My East End

My East End: Stuart York

My East End: Stuart York

Next month sees the launch of My East End, a new photography initiative which invites Londoners to contribute their personal vision to the rich history of the area, by documenting its people, cultures, buildings and open spaces.

The project, which has been in development for over two years, was jointly conceived by the Bishopsgate Institute and Four Corners Film as a way to celebrate the ever-changing and diverse East End.

It is being run in association with the Geffrye Museum and Birkbeck College, and is supported by the Heritage Lottery Fund.
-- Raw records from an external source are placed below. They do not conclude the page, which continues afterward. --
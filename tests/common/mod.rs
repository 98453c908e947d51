//! Shared drivers for the integration tests.

#![allow(dead_code)]

use std::cell::RefCell;
use std::rc::Rc;

use astro_events::{
    Action, EventEngine, EventError, EventHandler, Snapshot, StepOutcome, TrajectoryState,
};

/// Step an analytic trajectory through the engine with fixed steps.
///
/// `flow(anchor, t)` is the state at `t` of the trajectory passing through
/// `anchor`. Resets move the anchor. Returns the final state: the halt
/// state, or the state at `t_end`.
pub fn drive<S, F>(
    engine: &mut EventEngine<S>,
    initial: Snapshot<S>,
    t_end: f64,
    h: f64,
    flow: F,
) -> Result<Snapshot<S>, EventError>
where
    S: TrajectoryState,
    F: Fn(&Snapshot<S>, f64) -> Snapshot<S>,
{
    engine.init(&initial, t_end)?;
    let dir = if t_end >= initial.time() { 1.0 } else { -1.0 };
    let mut anchor = initial;
    let mut t = anchor.time();
    while (t_end - t) * dir > 0.0 {
        let next = if (t + h * dir - t_end) * dir >= 0.0 {
            t_end
        } else {
            t + h * dir
        };
        let provider = |s: f64| flow(&anchor, s);
        match engine.scan_step(t, next, &provider)? {
            StepOutcome::Continue => t = next,
            StepOutcome::Halt { state, .. } => return Ok(state),
            StepOutcome::ResetState { t: te, state }
            | StepOutcome::ResetDerivatives { t: te, state } => {
                anchor = state;
                t = te;
            }
        }
    }
    Ok(flow(&anchor, t_end))
}

/// Trajectory made of nothing but its epoch.
pub fn epoch_flow(_anchor: &Snapshot<f64>, t: f64) -> Snapshot<f64> {
    Snapshot::Single(t)
}

/// Handler that logs every init and every crossing it sees, then answers
/// with a fixed action. `value` picks the number recorded at init.
pub struct Spy<S> {
    pub action: Action,
    pub inits: Rc<RefCell<Vec<(f64, f64)>>>,
    pub events: Rc<RefCell<Vec<(f64, bool)>>>,
    value: Rc<dyn Fn(&Snapshot<S>) -> f64>,
}

impl<S> Clone for Spy<S> {
    fn clone(&self) -> Self {
        Self {
            action: self.action,
            inits: Rc::clone(&self.inits),
            events: Rc::clone(&self.events),
            value: Rc::clone(&self.value),
        }
    }
}

impl<S: TrajectoryState> Spy<S> {
    pub fn new(action: Action, value: impl Fn(&Snapshot<S>) -> f64 + 'static) -> Self {
        Self {
            action,
            inits: Rc::default(),
            events: Rc::default(),
            value: Rc::new(value),
        }
    }
}

impl<S: TrajectoryState> EventHandler<S> for Spy<S> {
    fn init(&mut self, initial: &Snapshot<S>, _target: f64) {
        let v = (self.value)(initial);
        self.inits.borrow_mut().push((initial.time(), v));
    }

    fn event_occurred(&mut self, state: &Snapshot<S>, increasing: bool, _forward: bool) -> Action {
        self.events.borrow_mut().push((state.time(), increasing));
        self.action
    }

    fn clone_handler(&self) -> Box<dyn EventHandler<S>> {
        Box::new(self.clone())
    }
}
The aim is to include as many different perspectives as possible, to create a ‘collective vision’ of the East End today which reflects its diversity and dynamism.

At the centre of the project is a photography competition, free to enter and open to all. Entrants are invited to submit one image that encapsulates their own personal view of the East End.

The competition will be judged by high-profile experts, including leading documentary photographer Martin Parr, known for his striking images of everyday life in contemporary Britain, and Kate Edwards, Picture Editor of Guardian Weekend Magazine.

Judges also include actor, writer and director Steven Berkoff , a Limehouse resident and lifelong East Londoner who has documented the area in his plays and photography, and Gilda O’Neill, novelist and author of celebrated memoirs and histories of the East End.

Photographs can be of anything – people, places, interiors, exteriors – and there are separate categories for professionals, amateurs, young people (12-17), and children (4-11).

The competition runs from 1 February to 30 April. The winning and commended images will be showcased at dedicated exhibitions taking place at the Geffrye Museum and Four Corners this summer, as well as on the My East End website.

In addition, all entries will be added to the Bishopsgate Institute’s archive of East End material.

Its large collection of photographs of the area, taken by ordinary people, is ‘an invaluable way of tracking change over the last hundred years’, says Alis Templeton of Bishopsgate.

‘All of the competition entries will be added to the archive, so that people in a hundred years can see what the East End was like in 2010,’ she explains.

Prizes also include state-of-the-art photographic equipment, free places on Bishopsgate’s photography courses and Four Corners photography workshops, and books from the Geffrye Museum.

The competition is just one part of the initiative, which also includes workshops, exhibitions, history study days, school sessions, and a programme of talks.

There are dedicated workshops for older people, schools, and community groups including Crisis and St Hilda’s East Community Centre, with more to be confirmed as the project progresses.

In addition, Birkbeck College are running free local history study days, led by expert tutors, for which they are inviting people to bring along their own memories, artefacts, and stories of the East End:

My East End War
Saturday 23 January 2010, 10am – 2pm
London Metropolitan Archive, 40 Northampton Road, Clerkenwell, EC1R 0HB

My East End Home
Saturday 27 February 2010, 10am – 2pm
Geffrye Museum, 136 Kingsland Road, Dalston E2 8EA

My East End Childhood
Saturday 24 April 2010, 10am – 2pm
Museum of Childhood, Cambridge Heath Road, Bethnal Green E2 9PA

My East End People
Saturday 5 June 2010, 10am – 2pm
Bishopsgate Institute, 230 Bishopsgate, London EC2M 4QH

Leading oral historian Anna Davin is also running workshops on recording life stories and interviews, which will take place at Bishopsgate in the spring, allowing people to contribute their own voices as well as images to the historical archive.

This project offers a valuable opportunity for all to contribute their own personal visions and experiences of the East End, and the results promise to be eye-opening.